I worked for a small company, not an IT job, this happened like 10 years ago.

The office administrator lady got an email from an unknown address. The email was in Italian, she couldn't speak Italian, but we had an Italian client, so it was not unexpected that we got an email in Italian. The email had an attachment, a docx file. She downloaded it, opened it then Word asked if she wants to allow running macros embedded in the document, and she obviously clicked yes. We had a small Linux file server, and the virus running on her PC encrypted several tenthousand excel files before it was noticed that something is happening and her machine could be switched off.

No problem - said the boss, we only lost a half day of work, as we have an offsite backup, it runs every night, we can just restore yesterday's data. Unfortunately the backup stopped half years ago, but no one checked the logs...

[–] Feyter@programming.dev 4 points 2 days ago

Man this Story hat so many plot twists in it...

Takeaway for the Story is: If you don't have a backup of your file and you don't monitor the backup process and you don't tested that your backup can actually be restored and you don't have a redundancy backup... Than yours file isn't saved.

[–] Jtskywalker@lemm.ee 2 points 2 days ago (1 children)
[–] aksdb@lemmy.world 2 points 2 days ago (1 children)

We recently had a funny problem. Our service ran fine, but a postgres upgrade failed because some pg internals were broken (broken ref ids). Dumping the DB also failed for the same error. Reading and writing was still fine, though. So we restored backup after backup... no dice. They all had the same issue: it was working for the service but we couldn't perform any maintenance. Ultimately we had to "manually" dump the data of the service and replay it into a fresh db. That took quite long. But that was interesting, since even the verification of the backups didn't help us notice that kind of corruption.

[–] Jtskywalker@lemm.ee 1 points 2 days ago

I have had to do similar with a db at my job.

Backups passed verification but we had a lot of weird issues, like queries getting stuck, or not returning records that were definitely there.

Ended up having to manually recreate the schema and import records from a manual data dump because something in the db file itself was messed up.

[–] Krafting@lemmy.world 11 points 2 days ago (1 children)

I have a friend, curently doing a master in cybersecurity, got ransomware'd because he cracked a game on a fake fitgirls site :')

[–] alekwithak@lemmy.world 12 points 2 days ago

So it's a masters with practical experience.

[–] Shimitar@downonthestreet.eu 6 points 2 days ago

"Download"... More like exchange infected floppy disks with friends.

Yeah, I never had a virus or heard of somebody get a virus for real since floppy disks times.

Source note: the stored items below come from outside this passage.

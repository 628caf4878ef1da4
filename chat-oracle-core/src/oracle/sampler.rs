use rand::Rng;

use super::chain::TransitionTable;
use super::token::is_terminal;

/// Maximum number of uniform resamples when the candidate start window
/// contains a sentence terminal. Once exhausted, the last draw is accepted
/// as-is so pathological input (for example a stream of periods) can never
/// loop forever.
const START_STATE_RETRIES: usize = 10;

/// Generates a token sequence by walking the transition table.
///
/// The output is seeded with a randomly chosen `order`-length start window
/// from the source stream, then extended one token at a time:
/// 1. Look up the last `order` tokens of the output in the table.
/// 2. Stop if the window has no recorded successors.
/// 3. Draw one successor uniformly from the (repetition-weighted) list.
/// 4. Append it; stop immediately if it is a sentence terminal.
///
/// At most `max_tokens - order` extension steps are performed, so the
/// output never exceeds `max_tokens` tokens and always terminates.
///
/// # Notes
/// - The caller guarantees `tokens.len() > order` (the degenerate short
///   stream is handled upstream by emitting the raw tokens).
/// - The random source is passed in explicitly so tests can seed it.
pub fn generate<R: Rng + ?Sized>(
	tokens: &[String],
	order: usize,
	table: &TransitionTable,
	max_tokens: usize,
	rng: &mut R,
) -> Vec<String> {
	let mut generated = pick_starting_state(tokens, order, rng);

	for _ in 0..max_tokens.saturating_sub(order) {
		let state = &generated[generated.len() - order..];
		let Some(successors) = table.successors(state) else {
			break;
		};
		// Successor lists are non-empty by construction
		let next = successors[rng.random_range(0..successors.len())].clone();
		let terminal = is_terminal(&next);
		generated.push(next);
		if terminal {
			break;
		}
	}

	generated
}

/// Uniformly picks an `order`-length start window from the stream,
/// resampling up to [`START_STATE_RETRIES`] times while the candidate
/// contains a sentence terminal. The last draw is kept once retries run
/// out; that fallback is deliberate, not a failure.
fn pick_starting_state<R: Rng + ?Sized>(
	tokens: &[String],
	order: usize,
	rng: &mut R,
) -> Vec<String> {
	let max_start = tokens.len() - order;
	let mut start = rng.random_range(0..=max_start);

	let mut retries = 0;
	while retries < START_STATE_RETRIES
		&& tokens[start..start + order].iter().any(|t| is_terminal(t))
	{
		start = rng.random_range(0..=max_start);
		retries += 1;
	}

	tokens[start..start + order].to_vec()
}

#[cfg(test)]
mod tests {
	use super::*;
	use rand::SeedableRng;
	use rand::rngs::StdRng;

	fn stream(tokens: &[&str]) -> Vec<String> {
		tokens.iter().map(|t| t.to_string()).collect()
	}

	fn contains_window(tokens: &[String], window: &[String]) -> bool {
		tokens.windows(window.len()).any(|w| w == window)
	}

	#[test]
	fn output_is_bounded_on_cyclic_chains() {
		// Every state has exactly one successor and the chain cycles forever
		let tokens = stream(&["a", "b", "a", "b", "a"]);
		let table = TransitionTable::build(&tokens, 1);

		for seed in 0..20 {
			let mut rng = StdRng::seed_from_u64(seed);
			let generated = generate(&tokens, 1, &table, 12, &mut rng);
			assert!(generated.len() <= 12);
			assert!(!generated.is_empty());
		}
	}

	#[test]
	fn stops_right_after_a_terminal_token() {
		// Whatever the start window, the walk must end on the period
		let tokens = stream(&["a", "b", "."]);
		let table = TransitionTable::build(&tokens, 1);

		for seed in 0..20 {
			let mut rng = StdRng::seed_from_u64(seed);
			let generated = generate(&tokens, 1, &table, 40, &mut rng);

			assert_eq!(generated.last().unwrap(), ".");
			assert_eq!(generated.iter().filter(|t| is_terminal(t)).count(), 1);
			assert!(generated.len() <= tokens.len());
		}
	}

	#[test]
	fn stops_when_a_state_has_no_successors() {
		let tokens = stream(&["one", "two", "three"]);
		let table = TransitionTable::build(&tokens, 2);

		for seed in 0..20 {
			let mut rng = StdRng::seed_from_u64(seed);
			let generated = generate(&tokens, 2, &table, 40, &mut rng);
			// Both possible walks dead-end within the source stream
			assert!(generated.len() <= 3);
			assert!(generated.len() >= 2);
		}
	}

	#[test]
	fn every_transition_in_the_output_was_observed() {
		let tokens = stream(&["we", "sow", "the", "wind", "and", "we", "reap", "the", "storm"]);
		let order = 2;
		let table = TransitionTable::build(&tokens, order);

		for seed in 0..20 {
			let mut rng = StdRng::seed_from_u64(seed);
			let generated = generate(&tokens, order, &table, 40, &mut rng);

			// The seed window comes straight from the source stream
			assert!(contains_window(&tokens, &generated[..order]));
			// Each extension step used an observed (state, successor) pair
			for window in generated.windows(order + 1) {
				assert!(contains_window(&tokens, window));
			}
		}
	}

	#[test]
	fn start_window_avoids_terminals_when_possible() {
		let tokens = stream(&["a", ".", "b", "c"]);
		let mut terminal_starts = 0;

		for seed in 0..100 {
			let mut rng = StdRng::seed_from_u64(seed);
			let start = pick_starting_state(&tokens, 1, &mut rng);
			if is_terminal(&start[0]) {
				terminal_starts += 1;
			}
		}

		// Ten retries make a terminal start vanishingly rare here
		assert!(terminal_starts < 5);
	}

	#[test]
	fn retry_exhaustion_accepts_a_terminal_window() {
		// Nothing but terminals: retries run out and the last draw is kept
		let tokens = stream(&[".", "!", "?"]);
		let table = TransitionTable::build(&tokens, 1);

		let mut rng = StdRng::seed_from_u64(7);
		let start = pick_starting_state(&tokens, 1, &mut rng);
		assert!(is_terminal(&start[0]));

		let generated = generate(&tokens, 1, &table, 40, &mut rng);
		assert!(!generated.is_empty());
		assert!(generated.len() <= 2);
	}
}
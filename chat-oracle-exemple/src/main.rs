use chat_oracle_core::oracle::boundary::{MessageSource, ProphecySink, consult};
use chat_oracle_core::oracle::orchestrator::{
    DEFAULT_CHAIN_ORDER, ORACLE_USERNAME, Oracle, Prophecy,
};
use rand::SeedableRng;
use rand::rngs::StdRng;

/// Minimal single-room store backing the demo: a list of (sender, body)
/// pairs playing both boundary roles.
struct DemoRoom {
    messages: Vec<(String, String)>,
}

impl MessageSource for DemoRoom {
    fn load_recent_messages(&self, _room: &str) -> Result<Vec<String>, String> {
        Ok(self.messages.iter().map(|(_, body)| body.clone()).collect())
    }
}

impl ProphecySink for DemoRoom {
    fn deliver(&mut self, _room: &str, prophecy: &Prophecy) -> Result<(), String> {
        self.messages
            .push((ORACLE_USERNAME.to_owned(), prophecy.text.clone()));
        Ok(())
    }
}

fn main() -> Result<(), Box<dyn std::error::Error>> {
    // A short scripted conversation, oldest to newest
    let mut room = DemoRoom {
        messages: [
            ("ada", "The river rises every spring, and every spring we are surprised."),
            ("lin", "Surprised? We built the dam for that."),
            ("ada", "The dam holds the water, not the surprise."),
            ("noa", "Then we should build a dam for the surprise!"),
            ("lin", "Every spring the same debate, every spring the same river."),
        ]
        .into_iter()
        .map(|(sender, body)| (sender.to_owned(), body.to_owned()))
        .collect(),
    };

    let oracle = Oracle::new();

    // Ask directly, without going through the boundary traits
    let bodies = room.load_recent_messages("demo")?;
    for i in 0..3 {
        let prophecy = oracle.ask(&bodies, DEFAULT_CHAIN_ORDER);
        println!("Prophecy {}: {}", i + 1, prophecy.text);
    }

    // Requesting an oversized order: the oracle clamps it instead of failing
    let prophecy = oracle.ask(&bodies, 50);
    println!(
        "Clamped run: order 50 requested, {} used ({} messages, {} unique tokens)",
        prophecy.metadata.chain_order,
        prophecy.metadata.messages_analyzed,
        prophecy.metadata.unique_tokens
    );

    // A seeded generator makes a run reproducible
    let mut rng = StdRng::seed_from_u64(42);
    let prophecy = oracle.ask_with_rng(&bodies, DEFAULT_CHAIN_ORDER, &mut rng);
    println!("Seeded run: {}", prophecy.text);

    // Full round trip through the boundary traits: the prophecy lands in
    // the room as a message authored by the oracle user
    consult(&oracle, &mut room, "demo", DEFAULT_CHAIN_ORDER, &mut rng)?;
    let (sender, body) = room.messages.last().ok_or("empty room")?;
    println!("{sender} said: {body}");

    Ok(())
}
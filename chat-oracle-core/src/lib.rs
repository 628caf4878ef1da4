//! Chat-history-driven Markov prophecy generation library.
//!
//! This crate provides the complete oracle pipeline:
//! - Tokenization of raw chat messages into words and punctuation marks
//! - Order-N Markov transition table construction
//! - Bounded stochastic sampling with sentence-aware stopping rules
//! - Punctuation-aware rendering back into a readable sentence
//! - An orchestrator composing the pipeline plus narrow boundary traits
//!   for the surrounding chat system (message source, prophecy sink)
//!
//! The pipeline is request-scoped and pure apart from the injected random
//! source: nothing is persisted or shared between calls.

/// Oracle pipeline: tokenizer, chain builder, sampler, renderer,
/// orchestrator and the boundary traits.
pub mod oracle;
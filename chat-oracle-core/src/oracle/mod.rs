//! Top-level module for the chat-history oracle.
//!
//! The oracle turns a bounded window of recent chat messages into a short
//! synthetic "prophecy" sentence:
//! - Tokenization with a word/punctuation grammar (`token`)
//! - Order-N transition table over the token stream (`chain`)
//! - Bounded Markov walk with terminal-token stopping (`sampler`)
//! - Re-assembly of tokens into readable text (`renderer`)
//! - Pipeline composition and metadata (`orchestrator`)
//! - Narrow contracts toward the surrounding chat system (`boundary`)

/// Tokenizer and token classification.
///
/// Splits message bodies into word tokens and single-character punctuation
/// tokens; classification is re-derived from literal values, no type tag.
pub mod token;

/// Order-N Markov transition table.
///
/// Maps each N-token window of the stream to the ordered multiset of
/// observed successors (frequency encoded by repetition).
pub mod chain;

/// Stochastic sequence generation.
///
/// Start-window selection with bounded retry, then a bounded walk over the
/// transition table with stop-on-terminal and stop-on-dead-end rules.
pub mod sampler;

/// Token-to-text rendering.
///
/// Capitalizes the opening token, attaches punctuation without a leading
/// space and closes the sentence with a period when needed.
pub mod renderer;

/// High-level pipeline composition.
///
/// Exposes the `Oracle` entry point, the `Prophecy` result type and the
/// tunable constants shared with the surrounding system.
pub mod orchestrator;

/// Contracts toward the excluded collaborators.
///
/// `MessageSource` supplies recent history, `ProphecySink` persists and
/// broadcasts the result; `consult` composes a full round trip.
pub mod boundary;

Back in the Windows Vista days I got pwned visiting a web site with an infected ad or script or something. It was a no-click exploit -- just the act of visiting the page itself got me infected.

[–] Nemoder@lemmy.ml 3 points 2 days ago

I only got infected once that I know of. I had trouble reading from a floppy disk and so I set scandisk running on it and went to get some lunch. When I came back there had been a short power out and when it came back on my machine had rebooted with the disk in it which ran on startup and infected the machine. Thankfully it was non-destructive and I was able to clean it out with tools I had on another machine.

[–] Redkey@programming.dev 2 points 2 days ago

Before everyone had Internet at home? Well, there were bulletin boards, but even without those? Yeah, swapping floppies was how they got around. I got hit a few times as a teen, but the worst one actually came from a legitimate copy of a game I bought secondhand. It got into the boot sector and I had to nuke the HDD from orbit to get rid of that one. I'm just glad that software BIOS updates weren't a thing yet.